__YOUR INSTRUCTIONS__. In the records below, find the line containing "external messaging vendor." and the line containing "pub trait MessageSender: PluginAdapter"; please repeat exactly the lines from one to the other, both included, and nothing more.

#### ENTRIES SUPPLIED ####

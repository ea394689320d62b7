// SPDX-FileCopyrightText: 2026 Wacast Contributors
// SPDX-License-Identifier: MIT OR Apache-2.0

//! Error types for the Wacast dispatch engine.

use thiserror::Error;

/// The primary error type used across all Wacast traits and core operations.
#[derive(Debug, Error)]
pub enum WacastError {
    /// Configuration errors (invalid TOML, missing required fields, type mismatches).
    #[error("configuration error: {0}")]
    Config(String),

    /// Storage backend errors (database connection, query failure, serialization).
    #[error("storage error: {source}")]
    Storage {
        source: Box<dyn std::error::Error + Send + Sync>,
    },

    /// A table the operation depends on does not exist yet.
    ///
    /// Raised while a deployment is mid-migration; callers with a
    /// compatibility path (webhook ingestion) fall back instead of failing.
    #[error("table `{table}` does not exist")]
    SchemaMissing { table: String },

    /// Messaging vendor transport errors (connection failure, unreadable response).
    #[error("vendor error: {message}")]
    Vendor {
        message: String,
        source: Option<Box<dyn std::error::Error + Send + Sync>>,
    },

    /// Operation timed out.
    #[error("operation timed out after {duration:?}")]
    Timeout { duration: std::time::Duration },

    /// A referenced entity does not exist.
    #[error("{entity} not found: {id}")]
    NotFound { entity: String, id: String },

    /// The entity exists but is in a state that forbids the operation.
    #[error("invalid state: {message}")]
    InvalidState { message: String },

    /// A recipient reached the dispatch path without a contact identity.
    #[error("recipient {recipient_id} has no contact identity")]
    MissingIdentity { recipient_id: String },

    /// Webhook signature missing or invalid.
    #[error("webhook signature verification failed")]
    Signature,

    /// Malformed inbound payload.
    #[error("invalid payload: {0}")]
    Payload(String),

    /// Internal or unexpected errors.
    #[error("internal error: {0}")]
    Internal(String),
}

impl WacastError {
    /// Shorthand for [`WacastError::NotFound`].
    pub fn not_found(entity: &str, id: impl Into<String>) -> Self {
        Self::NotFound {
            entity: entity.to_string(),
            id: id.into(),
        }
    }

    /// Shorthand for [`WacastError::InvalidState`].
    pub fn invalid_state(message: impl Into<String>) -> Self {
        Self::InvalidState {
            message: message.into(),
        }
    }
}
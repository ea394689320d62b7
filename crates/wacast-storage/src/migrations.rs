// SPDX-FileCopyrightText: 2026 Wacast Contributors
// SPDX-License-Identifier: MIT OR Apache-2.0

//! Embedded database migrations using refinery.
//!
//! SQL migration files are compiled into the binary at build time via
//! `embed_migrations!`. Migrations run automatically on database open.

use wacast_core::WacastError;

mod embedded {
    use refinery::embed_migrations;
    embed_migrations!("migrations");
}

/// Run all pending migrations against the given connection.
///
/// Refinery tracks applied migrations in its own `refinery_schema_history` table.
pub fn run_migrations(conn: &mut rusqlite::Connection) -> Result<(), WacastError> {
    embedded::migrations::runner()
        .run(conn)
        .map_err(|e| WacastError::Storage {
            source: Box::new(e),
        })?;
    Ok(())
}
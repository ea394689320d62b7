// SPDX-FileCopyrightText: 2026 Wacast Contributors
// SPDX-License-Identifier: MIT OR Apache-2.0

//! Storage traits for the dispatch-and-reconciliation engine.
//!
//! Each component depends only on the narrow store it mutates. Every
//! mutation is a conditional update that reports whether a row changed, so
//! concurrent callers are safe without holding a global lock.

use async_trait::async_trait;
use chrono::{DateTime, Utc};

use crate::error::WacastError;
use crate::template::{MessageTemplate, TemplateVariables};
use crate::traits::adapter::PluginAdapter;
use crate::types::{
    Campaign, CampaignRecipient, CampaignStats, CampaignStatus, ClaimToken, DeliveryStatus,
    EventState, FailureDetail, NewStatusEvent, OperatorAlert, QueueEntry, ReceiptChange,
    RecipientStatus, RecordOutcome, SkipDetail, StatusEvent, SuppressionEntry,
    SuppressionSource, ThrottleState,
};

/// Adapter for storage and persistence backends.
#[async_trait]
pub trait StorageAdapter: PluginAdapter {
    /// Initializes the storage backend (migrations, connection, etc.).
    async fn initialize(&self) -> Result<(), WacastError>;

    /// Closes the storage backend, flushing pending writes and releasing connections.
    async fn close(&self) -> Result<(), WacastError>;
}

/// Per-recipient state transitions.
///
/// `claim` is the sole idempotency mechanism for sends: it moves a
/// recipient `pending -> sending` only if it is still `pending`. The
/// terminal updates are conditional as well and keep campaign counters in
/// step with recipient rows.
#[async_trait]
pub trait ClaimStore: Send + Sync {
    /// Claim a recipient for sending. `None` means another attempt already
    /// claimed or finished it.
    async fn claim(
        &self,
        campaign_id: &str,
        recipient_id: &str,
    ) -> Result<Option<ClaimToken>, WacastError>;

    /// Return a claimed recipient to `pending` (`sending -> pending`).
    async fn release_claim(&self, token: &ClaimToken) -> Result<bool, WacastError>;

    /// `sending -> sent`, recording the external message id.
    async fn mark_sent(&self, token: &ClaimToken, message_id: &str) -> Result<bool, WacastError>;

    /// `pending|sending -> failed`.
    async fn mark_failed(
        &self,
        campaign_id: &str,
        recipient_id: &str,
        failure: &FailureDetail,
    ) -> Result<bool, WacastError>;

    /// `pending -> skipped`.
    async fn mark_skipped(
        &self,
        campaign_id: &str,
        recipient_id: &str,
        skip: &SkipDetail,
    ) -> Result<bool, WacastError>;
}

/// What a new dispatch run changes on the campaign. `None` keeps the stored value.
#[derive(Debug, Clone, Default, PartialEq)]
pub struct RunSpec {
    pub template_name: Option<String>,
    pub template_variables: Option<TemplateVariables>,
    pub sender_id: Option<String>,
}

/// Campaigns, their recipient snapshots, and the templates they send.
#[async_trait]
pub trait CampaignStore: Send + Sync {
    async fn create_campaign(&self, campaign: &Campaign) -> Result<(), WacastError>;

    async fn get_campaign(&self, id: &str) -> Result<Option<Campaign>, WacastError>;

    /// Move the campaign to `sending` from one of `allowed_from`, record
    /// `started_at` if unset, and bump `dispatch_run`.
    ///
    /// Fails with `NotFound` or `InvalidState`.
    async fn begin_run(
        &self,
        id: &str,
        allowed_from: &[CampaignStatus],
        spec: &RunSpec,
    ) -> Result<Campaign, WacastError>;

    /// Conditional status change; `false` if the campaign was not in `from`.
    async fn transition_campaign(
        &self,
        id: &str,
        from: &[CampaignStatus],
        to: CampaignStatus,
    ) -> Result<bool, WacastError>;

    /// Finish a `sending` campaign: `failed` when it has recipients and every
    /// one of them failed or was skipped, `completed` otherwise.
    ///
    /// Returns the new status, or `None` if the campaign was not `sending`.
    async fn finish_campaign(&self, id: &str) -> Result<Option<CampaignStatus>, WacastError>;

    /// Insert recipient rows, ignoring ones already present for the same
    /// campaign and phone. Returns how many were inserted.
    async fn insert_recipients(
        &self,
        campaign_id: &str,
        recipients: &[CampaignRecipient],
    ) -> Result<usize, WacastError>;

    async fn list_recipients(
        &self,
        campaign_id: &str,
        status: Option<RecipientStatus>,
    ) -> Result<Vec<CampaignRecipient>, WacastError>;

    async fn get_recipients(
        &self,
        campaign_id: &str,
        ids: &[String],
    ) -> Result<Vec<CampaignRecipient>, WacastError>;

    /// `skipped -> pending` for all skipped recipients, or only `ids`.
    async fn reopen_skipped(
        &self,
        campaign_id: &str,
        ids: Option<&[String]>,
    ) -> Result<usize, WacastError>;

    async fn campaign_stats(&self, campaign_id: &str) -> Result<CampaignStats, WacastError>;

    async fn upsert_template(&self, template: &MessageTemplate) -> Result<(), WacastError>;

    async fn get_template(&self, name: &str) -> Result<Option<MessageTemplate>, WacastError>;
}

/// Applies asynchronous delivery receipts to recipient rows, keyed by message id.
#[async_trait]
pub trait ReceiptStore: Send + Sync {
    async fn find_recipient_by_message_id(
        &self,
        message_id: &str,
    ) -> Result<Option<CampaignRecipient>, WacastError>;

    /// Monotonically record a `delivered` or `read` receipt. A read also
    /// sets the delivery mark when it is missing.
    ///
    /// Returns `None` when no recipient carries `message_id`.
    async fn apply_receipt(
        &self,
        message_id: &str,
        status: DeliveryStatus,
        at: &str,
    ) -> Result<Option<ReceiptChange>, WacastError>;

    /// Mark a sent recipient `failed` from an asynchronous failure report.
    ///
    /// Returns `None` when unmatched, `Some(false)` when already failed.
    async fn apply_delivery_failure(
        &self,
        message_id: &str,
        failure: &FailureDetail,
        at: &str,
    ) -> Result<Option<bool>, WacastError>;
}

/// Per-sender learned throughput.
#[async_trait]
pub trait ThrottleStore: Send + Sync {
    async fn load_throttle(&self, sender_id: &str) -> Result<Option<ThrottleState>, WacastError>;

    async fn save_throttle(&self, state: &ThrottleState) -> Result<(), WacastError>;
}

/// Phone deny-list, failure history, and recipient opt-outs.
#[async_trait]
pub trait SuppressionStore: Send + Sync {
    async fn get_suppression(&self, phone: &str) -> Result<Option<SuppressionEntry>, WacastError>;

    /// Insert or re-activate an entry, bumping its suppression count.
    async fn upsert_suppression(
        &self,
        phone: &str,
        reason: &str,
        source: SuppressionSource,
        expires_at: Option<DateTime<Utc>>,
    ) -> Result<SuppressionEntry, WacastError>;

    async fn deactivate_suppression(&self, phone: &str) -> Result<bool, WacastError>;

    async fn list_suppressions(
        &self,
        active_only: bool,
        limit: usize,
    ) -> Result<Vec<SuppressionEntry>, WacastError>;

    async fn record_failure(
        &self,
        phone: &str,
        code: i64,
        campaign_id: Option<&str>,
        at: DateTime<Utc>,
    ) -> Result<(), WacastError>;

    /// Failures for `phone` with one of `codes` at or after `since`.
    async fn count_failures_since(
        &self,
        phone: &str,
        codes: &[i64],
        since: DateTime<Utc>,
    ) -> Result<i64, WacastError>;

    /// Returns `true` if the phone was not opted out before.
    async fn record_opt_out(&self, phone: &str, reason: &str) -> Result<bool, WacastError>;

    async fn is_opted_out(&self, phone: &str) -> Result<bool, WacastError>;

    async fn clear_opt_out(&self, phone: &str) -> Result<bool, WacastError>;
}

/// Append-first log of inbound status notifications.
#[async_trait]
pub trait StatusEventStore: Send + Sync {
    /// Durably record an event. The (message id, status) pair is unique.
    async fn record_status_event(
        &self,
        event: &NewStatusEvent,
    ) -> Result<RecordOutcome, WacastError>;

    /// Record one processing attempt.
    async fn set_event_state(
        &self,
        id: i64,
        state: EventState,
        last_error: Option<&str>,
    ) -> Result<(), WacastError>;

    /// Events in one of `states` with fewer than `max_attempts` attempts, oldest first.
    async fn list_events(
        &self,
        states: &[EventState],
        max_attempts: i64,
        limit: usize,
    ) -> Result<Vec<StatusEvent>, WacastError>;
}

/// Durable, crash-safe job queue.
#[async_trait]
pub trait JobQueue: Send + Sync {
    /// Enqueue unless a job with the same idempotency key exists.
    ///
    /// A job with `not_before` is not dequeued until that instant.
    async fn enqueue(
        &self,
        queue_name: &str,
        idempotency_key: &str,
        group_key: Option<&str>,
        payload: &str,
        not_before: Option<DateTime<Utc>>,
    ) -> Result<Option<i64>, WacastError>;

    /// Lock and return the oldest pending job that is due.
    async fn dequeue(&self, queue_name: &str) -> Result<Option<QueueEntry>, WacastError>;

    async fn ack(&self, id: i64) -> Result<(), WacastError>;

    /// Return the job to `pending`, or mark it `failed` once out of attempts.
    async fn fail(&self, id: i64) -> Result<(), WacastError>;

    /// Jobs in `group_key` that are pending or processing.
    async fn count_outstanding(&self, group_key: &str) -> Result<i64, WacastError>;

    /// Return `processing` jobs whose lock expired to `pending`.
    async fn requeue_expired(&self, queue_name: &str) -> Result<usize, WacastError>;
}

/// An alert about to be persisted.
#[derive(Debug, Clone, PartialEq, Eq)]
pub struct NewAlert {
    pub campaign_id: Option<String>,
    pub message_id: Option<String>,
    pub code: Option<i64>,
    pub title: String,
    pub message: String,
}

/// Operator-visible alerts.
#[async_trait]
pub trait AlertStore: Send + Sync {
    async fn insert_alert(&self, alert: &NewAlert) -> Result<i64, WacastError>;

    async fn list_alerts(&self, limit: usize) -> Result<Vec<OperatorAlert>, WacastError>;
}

####
#### ENTRIES SUPPLIED ####

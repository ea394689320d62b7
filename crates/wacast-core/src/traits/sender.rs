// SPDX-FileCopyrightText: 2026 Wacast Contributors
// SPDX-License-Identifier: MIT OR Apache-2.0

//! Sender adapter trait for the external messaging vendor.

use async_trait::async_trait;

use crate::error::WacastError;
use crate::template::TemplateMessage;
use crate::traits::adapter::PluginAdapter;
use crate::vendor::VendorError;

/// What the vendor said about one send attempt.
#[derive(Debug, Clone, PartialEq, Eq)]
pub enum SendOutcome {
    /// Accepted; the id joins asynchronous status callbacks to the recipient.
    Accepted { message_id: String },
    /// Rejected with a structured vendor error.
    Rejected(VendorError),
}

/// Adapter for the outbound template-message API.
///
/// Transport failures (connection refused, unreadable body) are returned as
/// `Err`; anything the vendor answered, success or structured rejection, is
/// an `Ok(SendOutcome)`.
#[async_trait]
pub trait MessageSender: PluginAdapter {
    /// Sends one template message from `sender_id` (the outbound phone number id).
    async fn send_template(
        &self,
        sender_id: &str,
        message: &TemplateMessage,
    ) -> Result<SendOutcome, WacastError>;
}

####

__EXERCISE RESULT__.
//! Sender adapter trait for the external messaging vendor.

use async_trait::async_trait;

use crate::error::WacastError;
use crate::template::TemplateMessage;
use crate::traits::adapter::PluginAdapter;
use crate::vendor::VendorError;

/// What the vendor said about one send attempt.
#[derive(Debug, Clone, PartialEq, Eq)]
pub enum SendOutcome {
    /// Accepted; the id joins asynchronous status callbacks to the recipient.
    Accepted { message_id: String },
    /// Rejected with a structured vendor error.
    Rejected(VendorError),
}

/// Adapter for the outbound template-message API.
///
/// Transport failures (connection refused, unreadable body) are returned as
/// `Err`; anything the vendor answered, success or structured rejection, is
/// an `Ok(SendOutcome)`.
#[async_trait]
pub trait MessageSender: PluginAdapter {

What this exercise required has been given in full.